Il web a pagamento? Sì, ma con il bouquet

CC BY 2.0 - cloudsoup Fare previsioni sui modelli di business del Web nei prossimi 5/10 anni è uno sport divertente. Riuscire ad azzeccare le previsioni non dipende dalla conoscenza del mercato e nemmeno dalla bontà dei modelli analizzati. E’ solamente questione di fortuna. Allora ho deciso di partecipare anch’io alla lotteria e faccio la mia previsione per il modello di business del futuro.

Il modello di business per la commercializzazione dei contenuti è tradizionalmente legato al successo o meno dei supporti di fruizione:
nella musica i grossi cambiamenti ci sono stati dal vinile al CD e quindi con l’uscita dell’iPod. Solo un nuovo supporto di successo è stato in grado di cambiare il modello di business: la musica online non sembrava avere opportunità di commercializzazione finché non si è avuta la diffusione del’iPod. Anche prevedere il target non è facile, non è detto infatti che solo gli utenti tecnologicamente evoluti si aggiornino al nuovo standard.
Per quanto riguarda i contenuti testuali, pensare a un device superiore alla carta è ancora difficile. Per questo motivo i libri elettronici fanno decisamente fatica ad affermarsi. Solo i contenuti gratuiti su Internet rappresentano un vero competitor per la carta stampata, ma principalmente perché gratuiti. Sarà possibile vendere i contenuti online? Gli esperimenti di siti ad abbonamento finora non hanno dato i risultati sperati. Forse perché il supporto (computer) è ancora molto lontano da essere l’ideale per la lettura.
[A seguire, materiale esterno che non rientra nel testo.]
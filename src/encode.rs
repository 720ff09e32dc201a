//! RFC 3986 character classes and percent-encoding helpers.

const HEX_UPPER: &[u8; 16] = b"0123456789ABCDEF";

/// True for RFC 3986 unreserved characters.
pub(crate) const fn is_unreserved(c: char) -> bool {
    matches!(c, 'A'..='Z' | 'a'..='z' | '0'..='9' | '-' | '.' | '_' | '~')
}

/// True for RFC 3986 gen-delims and sub-delims.
pub(crate) const fn is_reserved(c: char) -> bool {
    matches!(
        c,
        ':' | '/'
            | '?'
            | '#'
            | '['
            | ']'
            | '@'
            | '!'
            | '$'
            | '&'
            | '\''
            | '('
            | ')'
            | '*'
            | '+'
            | ','
            | ';'
            | '='
    )
}

/// True when `bytes[i]` starts a well-formed `%HH` triplet.
pub(crate) fn is_pct_triplet(bytes: &[u8], i: usize) -> bool {
    bytes[i] == b'%'
        && i + 2 < bytes.len()
        && bytes[i + 1].is_ascii_hexdigit()
        && bytes[i + 2].is_ascii_hexdigit()
}

fn push_pct(b: u8, out: &mut String) {
    out.push('%');
    out.push(HEX_UPPER[usize::from(b >> 4)] as char);
    out.push(HEX_UPPER[usize::from(b & 0x0F)] as char);
}

/// Percent-encodes `text` into `out`.
///
/// Unreserved characters always pass through. With `allow_reserved`,
/// reserved characters and pre-existing `%HH` triplets also pass through;
/// everything else is UTF-8 encoded byte by byte as uppercase `%HH`.
pub(crate) fn encode_into(text: &str, allow_reserved: bool, out: &mut String) {
    let bytes = text.as_bytes();
    let mut i = 0;
    while i < text.len() {
        if allow_reserved && is_pct_triplet(bytes, i) {
            out.push_str(&text[i..i + 3]);
            i += 3;
            continue;
        }
        let c = match text[i..].chars().next() {
            Some(c) => c,
            None => break,
        };
        if is_unreserved(c) || (allow_reserved && is_reserved(c)) {
            out.push(c);
        } else {
            for b in text[i..i + c.len_utf8()].bytes() {
                push_pct(b, out);
            }
        }
        i += c.len_utf8();
    }
}

/// Percent-encodes `text` to a fresh string.
#[cfg(test)]
fn encode(text: &str, allow_reserved: bool) -> String {
    let mut out = String::with_capacity(text.len());
    encode_into(text, allow_reserved, &mut out);
    out
}

pub(crate) const fn hex_value(b: u8) -> Option<u8> {
    match b {
        b'0'..=b'9' => Some(b - b'0'),
        b'a'..=b'f' => Some(b - b'a' + 10),
        b'A'..=b'F' => Some(b - b'A' + 10),
        _ => None,
    }
}

/// Decodes `%HH` triplets in `text` and validates the result as UTF-8.
///
/// Returns `None` for a dangling `%`, a malformed triplet, or decoded
/// bytes that are not valid UTF-8.
pub(crate) fn decode(text: &str) -> Option<String> {
    let bytes = text.as_bytes();
    let mut buf = Vec::with_capacity(bytes.len());
    let mut i = 0;
    while i < bytes.len() {
        if bytes[i] == b'%' {
            if i + 2 >= bytes.len() {
                return None;
            }
            let hi = hex_value(bytes[i + 1])?;
            let lo = hex_value(bytes[i + 2])?;
            buf.push(hi << 4 | lo);
            i += 3;
        } else {
            buf.push(bytes[i]);
            i += 1;
        }
    }
    String::from_utf8(buf).ok()
}

#[cfg(test)]
mod tests {
    use super::*;

    #[test]
    fn encode_unreserved_passthrough() {
        assert_eq!(encode("Az09-._~", false), "Az09-._~");
    }

    #[test]
    fn encode_space_and_colon() {
        assert_eq!(encode("A :B", false), "A%20%3AB");
    }

    #[test]
    fn encode_reserved_allowed() {
        assert_eq!(encode("A :B", true), "A%20:B");
        assert_eq!(encode("/foo/bar", true), "/foo/bar");
    }

    #[test]
    fn encode_reserved_disallowed() {
        assert_eq!(encode("/foo", false), "%2Ffoo");
    }

    #[test]
    fn encode_multibyte() {
        // U+00FC as two UTF-8 bytes, uppercase hex
        assert_eq!(encode("\u{fc}", false), "%C3%BC");
    }

    #[test]
    fn encode_pct_passthrough_only_when_reserved_allowed() {
        assert_eq!(encode("%25", true), "%25");
        assert_eq!(encode("%25", false), "%2525");
        // Malformed triplet: the '%' itself is encoded
        assert_eq!(encode("%2x", true), "%252x");
    }

    #[test]
    fn decode_roundtrip() {
        assert_eq!(decode("A%20%3AB").as_deref(), Some("A :B"));
        assert_eq!(decode("%C3%BC").as_deref(), Some("\u{fc}"));
        assert_eq!(decode("plain").as_deref(), Some("plain"));
    }

    #[test]
    fn decode_rejects_dangling_percent() {
        assert_eq!(decode("%2"), None);
        assert_eq!(decode("%GG"), None);
    }

    #[test]
    fn decode_rejects_invalid_utf8() {
        assert_eq!(decode("%FF"), None);
    }
}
Nel momento in cui si affermerà un supporto veramente alternativo alla carta, come potrebbero essere i nuovi ebook reader con tecnologia E-Ink, allora sarà possibile un nuovo modello commerciale. Io penso a forme di subscription per bouquet di contenuti, sul modello di Sky per la televisione. Immaginiamo diversi editori (quotidiani, libri, riviste, ecc.) che partecipano a un’offerta di contenuti disponibile solo su abbonamento. Paghereste 19,90€ al mese per avere tutti i giorni un quotidiamo nazionale, diversi magazine di settore, il catalogo completo di narrativa di un editore? Tutto fruibile finché l’abbonamento è attivo.
Il modello gratuito sostenuto dalla pubblicità continuerà a esistere (esattamente come la televisione) ma i contenuti di qualità più elevata passeranno all’interno dei pacchetti abbonamento. Tali pacchetti saranno presumibilmente commercializzati dagli ISP: chi fornisce l’accesso aggiungerà pacchetti di contenuti per fidelizzare il cliente.
Immagino Alice che, mediante un accordo con RCS, fornisce l’abbonamento a Corriere e Gazzetta completi in PDF, tutto il catalogo libri Rizzoli, abbonamento a periodici come Il Mondo, Max, Brava Casa o altri del gruppo. Tutto on demand o push sul lettore ebook.
Potrà funzionare? Io sono convinto di sì. Ma solo se la qualità dei contenuti e l’esperienza di fruizione saranno a livello della carta.